== Source data ==
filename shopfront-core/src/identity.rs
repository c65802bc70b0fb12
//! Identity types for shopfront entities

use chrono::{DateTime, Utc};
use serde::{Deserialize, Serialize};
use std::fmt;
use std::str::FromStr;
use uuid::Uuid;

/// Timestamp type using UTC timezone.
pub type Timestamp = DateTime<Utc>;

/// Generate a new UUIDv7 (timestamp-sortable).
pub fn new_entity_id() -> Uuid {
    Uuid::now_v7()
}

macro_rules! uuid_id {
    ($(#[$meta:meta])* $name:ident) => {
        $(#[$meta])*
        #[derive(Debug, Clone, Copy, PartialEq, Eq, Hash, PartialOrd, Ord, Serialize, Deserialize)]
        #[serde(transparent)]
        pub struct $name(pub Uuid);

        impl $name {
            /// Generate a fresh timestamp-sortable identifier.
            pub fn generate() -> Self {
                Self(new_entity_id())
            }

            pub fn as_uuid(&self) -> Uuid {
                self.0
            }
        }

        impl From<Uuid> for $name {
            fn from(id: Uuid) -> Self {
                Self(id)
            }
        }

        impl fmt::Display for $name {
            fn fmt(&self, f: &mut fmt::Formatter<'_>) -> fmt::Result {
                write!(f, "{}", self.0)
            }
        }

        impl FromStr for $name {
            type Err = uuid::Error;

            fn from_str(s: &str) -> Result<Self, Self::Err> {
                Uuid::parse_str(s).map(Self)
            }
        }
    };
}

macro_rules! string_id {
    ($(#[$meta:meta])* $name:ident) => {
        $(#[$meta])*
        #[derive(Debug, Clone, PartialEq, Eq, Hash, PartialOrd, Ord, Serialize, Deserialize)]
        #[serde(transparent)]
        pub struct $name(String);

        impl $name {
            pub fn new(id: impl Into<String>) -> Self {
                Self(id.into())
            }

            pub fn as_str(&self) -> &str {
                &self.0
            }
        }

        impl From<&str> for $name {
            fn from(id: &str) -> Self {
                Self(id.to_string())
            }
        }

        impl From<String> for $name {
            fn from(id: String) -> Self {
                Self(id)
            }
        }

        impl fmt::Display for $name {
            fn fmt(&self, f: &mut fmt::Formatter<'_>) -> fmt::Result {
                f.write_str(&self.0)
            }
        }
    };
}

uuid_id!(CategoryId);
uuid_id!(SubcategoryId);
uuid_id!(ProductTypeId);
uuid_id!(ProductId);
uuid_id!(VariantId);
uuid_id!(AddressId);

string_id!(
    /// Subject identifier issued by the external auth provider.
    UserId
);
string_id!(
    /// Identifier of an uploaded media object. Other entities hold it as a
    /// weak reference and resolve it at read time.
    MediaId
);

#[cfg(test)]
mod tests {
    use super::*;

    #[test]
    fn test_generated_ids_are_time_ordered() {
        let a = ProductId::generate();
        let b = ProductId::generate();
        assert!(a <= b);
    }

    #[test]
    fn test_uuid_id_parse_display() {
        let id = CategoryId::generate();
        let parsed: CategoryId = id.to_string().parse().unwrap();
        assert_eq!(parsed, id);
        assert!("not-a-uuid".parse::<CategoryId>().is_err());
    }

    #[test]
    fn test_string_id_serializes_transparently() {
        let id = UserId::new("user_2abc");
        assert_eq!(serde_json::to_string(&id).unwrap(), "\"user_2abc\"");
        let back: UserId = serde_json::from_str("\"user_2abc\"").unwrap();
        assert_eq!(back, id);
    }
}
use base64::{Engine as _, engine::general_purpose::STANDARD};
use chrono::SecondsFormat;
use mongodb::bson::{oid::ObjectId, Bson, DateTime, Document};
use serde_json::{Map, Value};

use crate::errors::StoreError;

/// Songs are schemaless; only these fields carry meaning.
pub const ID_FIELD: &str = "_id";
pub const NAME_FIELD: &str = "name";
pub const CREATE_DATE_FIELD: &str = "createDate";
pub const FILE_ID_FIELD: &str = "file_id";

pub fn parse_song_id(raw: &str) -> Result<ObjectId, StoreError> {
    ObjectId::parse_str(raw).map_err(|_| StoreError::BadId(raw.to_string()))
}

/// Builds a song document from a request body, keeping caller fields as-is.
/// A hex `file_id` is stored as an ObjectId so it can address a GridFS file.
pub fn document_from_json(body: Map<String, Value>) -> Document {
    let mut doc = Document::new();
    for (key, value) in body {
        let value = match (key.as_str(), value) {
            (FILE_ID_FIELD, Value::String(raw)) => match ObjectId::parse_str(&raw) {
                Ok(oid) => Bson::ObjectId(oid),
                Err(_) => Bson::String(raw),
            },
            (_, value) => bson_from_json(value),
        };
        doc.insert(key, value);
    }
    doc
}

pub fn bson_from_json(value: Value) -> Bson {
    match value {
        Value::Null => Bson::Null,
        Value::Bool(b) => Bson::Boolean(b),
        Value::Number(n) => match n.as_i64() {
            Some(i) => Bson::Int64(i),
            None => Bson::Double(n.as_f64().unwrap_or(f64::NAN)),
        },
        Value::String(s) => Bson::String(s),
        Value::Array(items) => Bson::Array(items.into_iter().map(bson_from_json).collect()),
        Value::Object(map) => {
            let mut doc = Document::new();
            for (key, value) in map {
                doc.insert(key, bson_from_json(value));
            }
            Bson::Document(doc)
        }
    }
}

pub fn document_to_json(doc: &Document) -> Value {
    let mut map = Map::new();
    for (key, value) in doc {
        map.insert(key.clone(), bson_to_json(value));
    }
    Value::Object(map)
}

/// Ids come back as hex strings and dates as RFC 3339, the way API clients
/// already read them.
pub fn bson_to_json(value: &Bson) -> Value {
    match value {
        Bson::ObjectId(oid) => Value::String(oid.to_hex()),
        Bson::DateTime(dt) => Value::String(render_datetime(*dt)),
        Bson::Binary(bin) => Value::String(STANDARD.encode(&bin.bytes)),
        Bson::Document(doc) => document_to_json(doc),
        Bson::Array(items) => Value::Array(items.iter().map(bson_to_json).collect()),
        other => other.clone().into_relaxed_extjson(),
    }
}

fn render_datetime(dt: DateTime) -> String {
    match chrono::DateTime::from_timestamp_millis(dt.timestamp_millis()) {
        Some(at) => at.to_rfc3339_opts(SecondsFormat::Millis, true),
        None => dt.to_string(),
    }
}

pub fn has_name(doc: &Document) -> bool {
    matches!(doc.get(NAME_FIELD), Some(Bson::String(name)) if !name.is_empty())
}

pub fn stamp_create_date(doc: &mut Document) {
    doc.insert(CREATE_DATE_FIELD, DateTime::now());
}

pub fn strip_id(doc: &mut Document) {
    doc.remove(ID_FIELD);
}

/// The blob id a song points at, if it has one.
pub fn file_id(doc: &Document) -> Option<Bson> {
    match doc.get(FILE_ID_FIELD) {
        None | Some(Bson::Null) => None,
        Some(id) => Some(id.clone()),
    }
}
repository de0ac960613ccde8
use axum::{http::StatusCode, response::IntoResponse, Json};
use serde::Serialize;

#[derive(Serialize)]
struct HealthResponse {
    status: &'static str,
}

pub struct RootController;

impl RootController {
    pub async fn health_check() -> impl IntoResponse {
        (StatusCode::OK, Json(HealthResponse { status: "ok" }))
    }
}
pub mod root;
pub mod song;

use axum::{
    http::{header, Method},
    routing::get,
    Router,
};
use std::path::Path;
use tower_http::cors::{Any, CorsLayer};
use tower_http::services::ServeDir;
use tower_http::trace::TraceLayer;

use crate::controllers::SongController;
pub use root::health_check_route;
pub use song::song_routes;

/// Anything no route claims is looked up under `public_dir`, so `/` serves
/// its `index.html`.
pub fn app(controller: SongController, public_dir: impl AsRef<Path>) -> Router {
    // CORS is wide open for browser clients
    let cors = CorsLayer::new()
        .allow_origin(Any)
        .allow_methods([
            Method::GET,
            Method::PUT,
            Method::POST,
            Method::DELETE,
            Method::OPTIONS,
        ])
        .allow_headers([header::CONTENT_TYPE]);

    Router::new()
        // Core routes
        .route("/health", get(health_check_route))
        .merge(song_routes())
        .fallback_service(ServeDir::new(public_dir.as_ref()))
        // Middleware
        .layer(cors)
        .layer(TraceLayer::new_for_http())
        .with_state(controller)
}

==

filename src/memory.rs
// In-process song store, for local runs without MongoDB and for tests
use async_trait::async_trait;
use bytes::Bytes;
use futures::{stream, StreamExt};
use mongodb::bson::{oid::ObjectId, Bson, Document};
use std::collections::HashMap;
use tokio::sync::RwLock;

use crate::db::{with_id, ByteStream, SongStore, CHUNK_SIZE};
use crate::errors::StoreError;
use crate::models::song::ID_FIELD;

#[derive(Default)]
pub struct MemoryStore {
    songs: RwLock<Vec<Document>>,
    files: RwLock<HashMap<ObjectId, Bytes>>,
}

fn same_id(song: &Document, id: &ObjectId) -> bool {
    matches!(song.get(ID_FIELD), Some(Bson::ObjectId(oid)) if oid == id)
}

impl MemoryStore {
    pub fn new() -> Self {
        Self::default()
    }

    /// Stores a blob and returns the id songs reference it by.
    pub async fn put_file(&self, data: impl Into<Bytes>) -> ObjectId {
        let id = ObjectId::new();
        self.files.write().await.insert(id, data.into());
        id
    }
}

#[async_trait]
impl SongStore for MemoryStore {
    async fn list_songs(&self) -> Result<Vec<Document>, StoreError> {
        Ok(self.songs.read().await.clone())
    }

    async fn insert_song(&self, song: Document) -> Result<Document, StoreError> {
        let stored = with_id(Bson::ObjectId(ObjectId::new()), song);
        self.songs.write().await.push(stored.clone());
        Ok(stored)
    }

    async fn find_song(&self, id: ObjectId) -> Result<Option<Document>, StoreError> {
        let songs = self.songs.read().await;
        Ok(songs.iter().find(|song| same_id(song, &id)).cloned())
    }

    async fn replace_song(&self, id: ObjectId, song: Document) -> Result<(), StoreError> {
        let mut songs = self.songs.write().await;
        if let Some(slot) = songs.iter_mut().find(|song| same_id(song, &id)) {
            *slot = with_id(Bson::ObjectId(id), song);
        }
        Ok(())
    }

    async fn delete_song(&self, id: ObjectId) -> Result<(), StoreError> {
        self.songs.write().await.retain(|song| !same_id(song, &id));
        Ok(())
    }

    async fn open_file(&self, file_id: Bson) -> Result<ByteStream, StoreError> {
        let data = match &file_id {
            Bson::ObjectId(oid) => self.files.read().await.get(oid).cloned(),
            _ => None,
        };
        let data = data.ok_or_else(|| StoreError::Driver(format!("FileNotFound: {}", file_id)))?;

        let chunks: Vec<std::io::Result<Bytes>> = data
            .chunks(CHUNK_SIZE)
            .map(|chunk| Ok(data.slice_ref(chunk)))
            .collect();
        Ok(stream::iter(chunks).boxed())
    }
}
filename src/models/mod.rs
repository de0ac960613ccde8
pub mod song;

...

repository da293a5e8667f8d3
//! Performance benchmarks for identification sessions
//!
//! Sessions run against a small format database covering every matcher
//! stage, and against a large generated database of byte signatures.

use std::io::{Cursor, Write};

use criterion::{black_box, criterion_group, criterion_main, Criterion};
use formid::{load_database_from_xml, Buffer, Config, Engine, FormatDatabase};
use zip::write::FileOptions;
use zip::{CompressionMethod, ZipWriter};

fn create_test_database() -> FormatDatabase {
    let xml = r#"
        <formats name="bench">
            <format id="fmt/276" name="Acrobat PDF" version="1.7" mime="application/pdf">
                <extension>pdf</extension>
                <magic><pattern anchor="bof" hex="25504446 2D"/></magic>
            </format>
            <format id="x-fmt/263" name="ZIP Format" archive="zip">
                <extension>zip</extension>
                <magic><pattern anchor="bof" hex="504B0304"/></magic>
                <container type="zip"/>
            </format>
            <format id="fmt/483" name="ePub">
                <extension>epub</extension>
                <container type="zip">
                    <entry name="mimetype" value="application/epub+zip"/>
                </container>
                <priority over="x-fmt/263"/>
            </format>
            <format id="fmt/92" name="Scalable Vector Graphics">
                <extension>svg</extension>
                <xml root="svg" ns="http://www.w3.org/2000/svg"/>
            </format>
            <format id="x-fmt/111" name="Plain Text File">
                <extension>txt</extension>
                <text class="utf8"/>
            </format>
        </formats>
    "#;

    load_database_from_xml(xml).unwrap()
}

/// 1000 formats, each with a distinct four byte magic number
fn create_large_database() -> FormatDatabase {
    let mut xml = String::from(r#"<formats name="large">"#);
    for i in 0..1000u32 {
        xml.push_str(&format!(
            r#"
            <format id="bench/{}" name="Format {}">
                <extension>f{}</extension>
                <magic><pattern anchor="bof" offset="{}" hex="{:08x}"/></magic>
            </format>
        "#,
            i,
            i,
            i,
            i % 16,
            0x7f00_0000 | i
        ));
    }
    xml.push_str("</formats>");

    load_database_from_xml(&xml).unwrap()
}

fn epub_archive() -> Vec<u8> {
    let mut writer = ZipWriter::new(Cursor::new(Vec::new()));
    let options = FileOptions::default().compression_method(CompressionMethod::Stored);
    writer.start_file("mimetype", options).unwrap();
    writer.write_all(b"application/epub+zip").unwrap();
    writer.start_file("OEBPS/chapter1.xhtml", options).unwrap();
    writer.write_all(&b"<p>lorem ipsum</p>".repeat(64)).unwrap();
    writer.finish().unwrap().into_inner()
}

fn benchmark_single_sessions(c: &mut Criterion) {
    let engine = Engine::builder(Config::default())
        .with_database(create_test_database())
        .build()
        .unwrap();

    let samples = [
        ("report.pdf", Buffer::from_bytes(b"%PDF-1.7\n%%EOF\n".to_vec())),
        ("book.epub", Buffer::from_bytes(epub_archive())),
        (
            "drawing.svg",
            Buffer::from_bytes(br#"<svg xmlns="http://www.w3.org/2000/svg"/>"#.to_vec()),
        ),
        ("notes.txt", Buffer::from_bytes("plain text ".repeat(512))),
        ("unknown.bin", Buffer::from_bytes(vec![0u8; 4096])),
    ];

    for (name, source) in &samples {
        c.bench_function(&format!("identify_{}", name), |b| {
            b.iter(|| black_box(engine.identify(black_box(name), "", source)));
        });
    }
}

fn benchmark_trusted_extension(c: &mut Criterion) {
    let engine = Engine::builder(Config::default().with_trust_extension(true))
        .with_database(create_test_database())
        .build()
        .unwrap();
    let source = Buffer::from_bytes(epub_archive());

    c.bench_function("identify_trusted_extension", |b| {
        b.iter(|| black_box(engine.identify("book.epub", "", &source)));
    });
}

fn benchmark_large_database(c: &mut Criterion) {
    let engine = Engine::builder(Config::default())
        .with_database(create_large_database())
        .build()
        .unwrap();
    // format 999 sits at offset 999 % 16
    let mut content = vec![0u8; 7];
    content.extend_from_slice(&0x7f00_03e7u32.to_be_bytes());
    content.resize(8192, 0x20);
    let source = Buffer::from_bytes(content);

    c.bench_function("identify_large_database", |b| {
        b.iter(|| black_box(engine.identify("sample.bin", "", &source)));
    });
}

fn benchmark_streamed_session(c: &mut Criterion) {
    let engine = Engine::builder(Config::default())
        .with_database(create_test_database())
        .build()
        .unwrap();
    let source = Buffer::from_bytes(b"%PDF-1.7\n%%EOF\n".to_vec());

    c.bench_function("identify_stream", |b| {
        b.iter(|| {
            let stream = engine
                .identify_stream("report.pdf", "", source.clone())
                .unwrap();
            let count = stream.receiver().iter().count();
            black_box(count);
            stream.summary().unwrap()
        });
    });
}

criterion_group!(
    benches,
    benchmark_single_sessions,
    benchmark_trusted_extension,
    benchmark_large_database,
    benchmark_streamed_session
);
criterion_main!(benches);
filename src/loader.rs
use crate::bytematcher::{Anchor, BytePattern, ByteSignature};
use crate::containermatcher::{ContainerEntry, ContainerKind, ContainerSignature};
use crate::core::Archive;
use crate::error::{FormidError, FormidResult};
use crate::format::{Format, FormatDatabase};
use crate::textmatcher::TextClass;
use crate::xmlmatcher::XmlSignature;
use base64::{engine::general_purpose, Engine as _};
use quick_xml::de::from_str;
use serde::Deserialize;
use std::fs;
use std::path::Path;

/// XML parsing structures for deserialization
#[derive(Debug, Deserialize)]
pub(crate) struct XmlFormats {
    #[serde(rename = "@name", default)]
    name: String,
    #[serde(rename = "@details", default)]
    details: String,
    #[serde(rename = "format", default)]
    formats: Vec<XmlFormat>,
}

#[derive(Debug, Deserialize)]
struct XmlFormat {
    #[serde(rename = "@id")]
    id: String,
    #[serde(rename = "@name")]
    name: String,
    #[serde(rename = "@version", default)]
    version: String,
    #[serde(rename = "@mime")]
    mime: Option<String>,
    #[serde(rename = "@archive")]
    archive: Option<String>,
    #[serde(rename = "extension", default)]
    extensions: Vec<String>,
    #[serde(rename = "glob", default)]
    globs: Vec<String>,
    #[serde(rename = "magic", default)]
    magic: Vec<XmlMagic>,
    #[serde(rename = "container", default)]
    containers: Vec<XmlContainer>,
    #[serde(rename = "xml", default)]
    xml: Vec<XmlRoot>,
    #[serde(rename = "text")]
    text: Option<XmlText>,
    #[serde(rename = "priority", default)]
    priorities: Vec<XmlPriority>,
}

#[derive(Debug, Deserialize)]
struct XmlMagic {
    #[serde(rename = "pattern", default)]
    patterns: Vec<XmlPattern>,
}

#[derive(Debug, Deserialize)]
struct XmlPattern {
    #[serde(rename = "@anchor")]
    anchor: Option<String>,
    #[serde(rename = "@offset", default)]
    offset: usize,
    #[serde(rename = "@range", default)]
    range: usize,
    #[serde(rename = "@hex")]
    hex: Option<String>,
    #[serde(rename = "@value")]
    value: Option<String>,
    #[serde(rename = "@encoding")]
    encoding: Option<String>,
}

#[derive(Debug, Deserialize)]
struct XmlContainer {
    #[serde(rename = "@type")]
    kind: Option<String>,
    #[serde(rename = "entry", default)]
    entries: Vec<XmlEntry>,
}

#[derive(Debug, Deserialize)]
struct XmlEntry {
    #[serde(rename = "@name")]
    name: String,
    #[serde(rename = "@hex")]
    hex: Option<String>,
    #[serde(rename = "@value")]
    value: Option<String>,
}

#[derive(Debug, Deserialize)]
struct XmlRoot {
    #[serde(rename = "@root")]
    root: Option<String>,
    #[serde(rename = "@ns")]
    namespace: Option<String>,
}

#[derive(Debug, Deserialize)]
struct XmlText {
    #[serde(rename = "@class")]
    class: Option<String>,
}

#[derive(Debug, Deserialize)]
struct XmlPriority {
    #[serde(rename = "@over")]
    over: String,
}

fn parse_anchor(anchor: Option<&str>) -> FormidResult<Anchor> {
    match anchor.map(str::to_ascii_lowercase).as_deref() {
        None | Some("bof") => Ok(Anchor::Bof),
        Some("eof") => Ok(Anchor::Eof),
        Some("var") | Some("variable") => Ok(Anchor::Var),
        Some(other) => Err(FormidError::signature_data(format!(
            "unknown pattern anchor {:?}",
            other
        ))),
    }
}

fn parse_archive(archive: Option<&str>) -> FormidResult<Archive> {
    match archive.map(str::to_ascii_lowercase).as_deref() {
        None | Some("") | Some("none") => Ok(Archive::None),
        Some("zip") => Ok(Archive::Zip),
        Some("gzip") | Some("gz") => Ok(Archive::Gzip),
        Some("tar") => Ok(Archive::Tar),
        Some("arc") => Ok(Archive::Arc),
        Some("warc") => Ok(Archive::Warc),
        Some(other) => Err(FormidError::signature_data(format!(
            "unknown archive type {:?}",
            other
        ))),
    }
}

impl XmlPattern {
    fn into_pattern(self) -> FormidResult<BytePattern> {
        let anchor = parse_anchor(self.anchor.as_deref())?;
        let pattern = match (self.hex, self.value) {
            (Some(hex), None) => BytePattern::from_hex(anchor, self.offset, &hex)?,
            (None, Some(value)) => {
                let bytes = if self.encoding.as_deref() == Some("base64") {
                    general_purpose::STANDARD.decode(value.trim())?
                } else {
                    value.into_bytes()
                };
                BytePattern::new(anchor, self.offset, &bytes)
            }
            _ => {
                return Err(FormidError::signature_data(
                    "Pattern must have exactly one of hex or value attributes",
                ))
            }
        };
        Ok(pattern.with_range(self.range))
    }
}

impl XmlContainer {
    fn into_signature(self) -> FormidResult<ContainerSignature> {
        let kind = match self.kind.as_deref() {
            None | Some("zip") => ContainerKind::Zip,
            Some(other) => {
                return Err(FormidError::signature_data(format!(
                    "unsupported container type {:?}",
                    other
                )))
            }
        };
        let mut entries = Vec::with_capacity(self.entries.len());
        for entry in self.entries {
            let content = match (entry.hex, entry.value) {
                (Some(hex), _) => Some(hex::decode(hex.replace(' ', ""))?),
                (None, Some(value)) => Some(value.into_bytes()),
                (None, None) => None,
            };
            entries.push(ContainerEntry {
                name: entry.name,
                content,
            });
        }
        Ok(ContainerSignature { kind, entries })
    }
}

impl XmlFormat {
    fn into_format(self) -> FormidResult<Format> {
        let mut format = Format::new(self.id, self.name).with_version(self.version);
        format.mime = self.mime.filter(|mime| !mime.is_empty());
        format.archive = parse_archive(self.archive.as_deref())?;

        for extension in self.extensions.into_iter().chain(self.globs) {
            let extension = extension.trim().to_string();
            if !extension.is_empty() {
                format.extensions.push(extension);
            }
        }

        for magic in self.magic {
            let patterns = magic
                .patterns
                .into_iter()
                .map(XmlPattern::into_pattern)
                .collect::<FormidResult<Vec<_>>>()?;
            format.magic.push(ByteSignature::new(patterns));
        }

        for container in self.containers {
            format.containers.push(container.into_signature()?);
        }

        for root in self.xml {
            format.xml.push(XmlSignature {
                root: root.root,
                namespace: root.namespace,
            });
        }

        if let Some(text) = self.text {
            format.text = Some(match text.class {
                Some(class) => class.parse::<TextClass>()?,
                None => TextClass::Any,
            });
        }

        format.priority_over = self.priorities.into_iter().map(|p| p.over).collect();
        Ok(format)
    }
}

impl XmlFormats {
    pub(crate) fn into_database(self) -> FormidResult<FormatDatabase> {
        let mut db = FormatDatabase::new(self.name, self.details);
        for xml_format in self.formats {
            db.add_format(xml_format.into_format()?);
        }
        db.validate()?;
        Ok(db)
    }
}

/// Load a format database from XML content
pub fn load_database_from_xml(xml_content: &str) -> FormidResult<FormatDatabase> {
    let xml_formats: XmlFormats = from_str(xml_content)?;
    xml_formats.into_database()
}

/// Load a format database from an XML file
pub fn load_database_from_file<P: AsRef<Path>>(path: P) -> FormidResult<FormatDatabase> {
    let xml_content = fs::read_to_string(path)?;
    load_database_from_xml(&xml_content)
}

== Problem details ==
Give back every line of the listing where the word "ZipWriter" shows up.

== Answer to this exercise ==
use zip::{CompressionMethod, ZipWriter};
    let mut writer = ZipWriter::new(Cursor::new(Vec::new()));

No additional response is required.